NaN isn't really the class of all elements which aren't numbers. NaN
is the result of a few specific IEEE 754 operations that cannot be
computed, like 0/0, and for which there's no other reasonable
substitute (e.g., infinity) for practical applications .
In the real world, if we were doing the math with pen and paper, we'd
stop as soon as we hit such an error. Equality is simply not defined
for the operations that can produce NaN, because we don't know to
perform those computations. So no, it doesn't conceptually follow
that NaN = NaN, what conceptually follows is the operation is
undefined because NaN causes a halt.
Mathematics is more than arithmetics with real numbers. We can use FP
too (we actually do that!). We can say that NaN = NaN but that's just an
exception we're willing to make. We shouldn't say that the equivalence
relation rules shouldn't be followed just because *sometimes* we break them.

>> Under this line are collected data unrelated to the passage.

mod cli;
mod commands;
mod config;
mod error;
mod output;

use clap::Parser;
use tracing_subscriber::EnvFilter;

use crate::cli::{Cli, Command};
use crate::error::CliError;

#[tokio::main]
async fn main() {
    let cli = Cli::parse();

    init_tracing(cli.global.verbose, cli.global.quiet);

    if let Err(err) = run(cli).await {
        let code = err.exit_code();
        eprintln!("{:?}", miette::Report::new(err));
        std::process::exit(code);
    }
}

fn init_tracing(verbosity: u8, quiet: bool) {
    let filter = match (quiet, verbosity) {
        (true, _) => "error",
        (false, 0) => "warn",
        (false, 1) => "info",
        (false, 2) => "debug",
        _ => "trace",
    };

    tracing_subscriber::fmt()
        .with_env_filter(
            EnvFilter::try_from_default_env().unwrap_or_else(|_| EnvFilter::new(filter)),
        )
        .with_writer(std::io::stderr)
        .with_target(false)
        .init();
}

async fn run(cli: Cli) -> Result<(), CliError> {
    match cli.command {
        Command::Completions(args) => {
            use clap::CommandFactory;

            let mut cmd = Cli::command();
            clap_complete::generate(args.shell, &mut cmd, "huestream", &mut std::io::stdout());
            Ok(())
        }

        cmd => {
            tracing::debug!(command = ?cmd, "dispatching command");
            commands::dispatch(cmd, &cli.global).await
        }
    }
}
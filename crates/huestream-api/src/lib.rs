// huestream-api: bridge-facing collaborators (DTLS transport, CLIP v2 REST, discovery)

pub mod clip;
pub mod discovery;
pub mod dtls;
pub mod error;
pub mod http;
pub mod transport;

pub use clip::{ClipClient, StreamingAction};
pub use discovery::{DiscoveredBridge, DiscoveryOptions, DiscoverySource};
pub use dtls::DtlsTransport;
pub use error::Error;
pub use http::{HttpConfig, TlsMode};
pub use transport::{STREAMING_PORT, SecureSession, SecureTransport, UdpTransport};
//! Local cache of verified official chart repositories.
//!
//! This module defines [`RepositoryRecord`] and [`CacheStore`], the on-disk
//! snapshot of official repositories refreshed from the Artifact Hub catalog.
//! The cache is a single flat JSON file, replaced wholesale on every refresh
//! and read-only to every other operation.
//!
//! # Public API
//! - [`RepositoryRecord`]: One verified, organization-published repository
//! - [`CacheStore`]: Load, filter, and replace operations over the cache file
//!
//! # Cache Strategy
//! - **JSON serialization**: Human-readable, pretty-printed with 2-space indent
//! - **Deterministic layout**: Records sorted by name before serialization, so
//!   refreshing against an unchanged catalog rewrites an identical file
//! - **Atomic replacement**: Written to a temp file in the same directory and
//!   renamed over the target, so readers never observe a partial write

use crate::core::error::{HelmPilotError, Result};
use serde::{Deserialize, Serialize};
use std::fs;
use std::io::Write;
use std::path::{Path, PathBuf};

/// Default cache file name, resolved against the process working directory.
pub const OFFICIAL_REPOS_FILE: &str = "official_repos.json";

/// One verified, organization-published chart repository.
///
/// The upstream `verified_publisher` flag is intentionally absent: only
/// verified records are ever written to the cache.
#[derive(Debug, Clone, PartialEq, Eq, Serialize, Deserialize)]
pub struct RepositoryRecord {
    pub name: String,
    #[serde(rename = "organization_name")]
    pub organization: String,
    pub url: String,
}

/// Store for the official repositories cache file.
///
/// The path is injected at construction so tests can isolate themselves from
/// the working directory default.
#[derive(Debug, Clone)]
pub struct CacheStore {
    path: PathBuf,
}

impl Default for CacheStore {
    fn default() -> Self {
        Self::new(OFFICIAL_REPOS_FILE)
    }
}

impl CacheStore {
    pub fn new(path: impl Into<PathBuf>) -> Self {
        Self { path: path.into() }
    }

    pub fn path(&self) -> &Path {
        &self.path
    }

    /// Whether the cache file exists on disk.
    pub fn exists(&self) -> bool {
        self.path.exists()
    }

    /// Read every record from the cache file.
    pub fn load_all(&self) -> Result<Vec<RepositoryRecord>> {
        if !self.path.exists() {
            log::debug!("Cache file does not exist: {}", self.path.display());
            return Err(HelmPilotError::cache_file_not_found(&self.path));
        }

        let content = fs::read_to_string(&self.path).map_err(|e| {
            log::error!("Failed to read cache file '{}': {}", self.path.display(), e);
            HelmPilotError::cache_read_failed(&self.path, e)
        })?;

        let records: Vec<RepositoryRecord> = serde_json::from_str(&content).map_err(|e| {
            log::error!(
                "Failed to parse cache file '{}': {}",
                self.path.display(),
                e
            );
            HelmPilotError::cache_parse_failed(&self.path, e)
        })?;

        log::debug!(
            "Loaded {} repositories from {}",
            records.len(),
            self.path.display()
        );
        Ok(records)
    }

    /// Keep only records whose organization matches `organization` exactly.
    ///
    /// The match is case-sensitive. An empty result is an error, not an empty
    /// list, so callers fall through to the remote search explicitly.
    pub fn filter_by_organization(
        records: &[RepositoryRecord],
        organization: &str,
    ) -> Result<Vec<RepositoryRecord>> {
        let filtered: Vec<RepositoryRecord> = records
            .iter()
            .filter(|record| record.organization == organization)
            .cloned()
            .collect();

        if filtered.is_empty() {
            return Err(HelmPilotError::no_repositories_for_organization(
                organization,
            ));
        }

        Ok(filtered)
    }

    /// Load the cache and filter it to one organization in a single step.
    pub fn repositories_for_organization(
        &self,
        organization: &str,
    ) -> Result<Vec<RepositoryRecord>> {
        let records = self.load_all()?;
        Self::filter_by_organization(&records, organization)
    }

    /// Replace the whole cache file with `records`.
    ///
    /// Records are sorted by name before serialization and the file is
    /// replaced via temp-file-then-rename, never updated in place.
    pub fn replace_all(&self, records: &[RepositoryRecord]) -> Result<()> {
        let mut sorted: Vec<RepositoryRecord> = records.to_vec();
        sorted.sort_by(|a, b| a.name.cmp(&b.name));

        let json = serde_json::to_string_pretty(&sorted).map_err(|e| {
            log::error!("Failed to serialize cache data: {e}");
            HelmPilotError::cache_serialization_failed(e)
        })?;

        let dir = self.path.parent().filter(|p| !p.as_os_str().is_empty());
        let mut tmp = tempfile::NamedTempFile::new_in(dir.unwrap_or(Path::new(".")))
            .map_err(|e| HelmPilotError::cache_write_failed(&self.path, e))?;

        tmp.write_all(json.as_bytes())
            .map_err(|e| HelmPilotError::cache_write_failed(&self.path, e))?;

        tmp.persist(&self.path).map_err(|e| {
            log::error!(
                "Failed to write cache file '{}': {}",
                self.path.display(),
                e.error
            );
            HelmPilotError::cache_write_failed(&self.path, e.error)
        })?;

        log::debug!(
            "Wrote {} repositories to {}",
            sorted.len(),
            self.path.display()
        );
        Ok(())
    }
}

This is what programming languages ought to do if NaN is compared to
anything other than a (floating-point) number: disallow the operation
in the first place or toss an exception. Any code that tries such an
operation has a logic error and must be fixed.
However, when comparing NaN against floating point numbers, I don't
see why NaN == NaN returning false is any less conceptually correct
than any other possible result. NaN's very existence implicitly
declares that we're now making up the rules as we go along, so we
might as well pick the simplest set of functional rules.
Plus, floating point numbers violate our expectations of equality
anyway, frequently in surprising ways. 0.1 + 0.1 + 0.1 == 0.3 is
true with pen and paper, but likely false on your computer.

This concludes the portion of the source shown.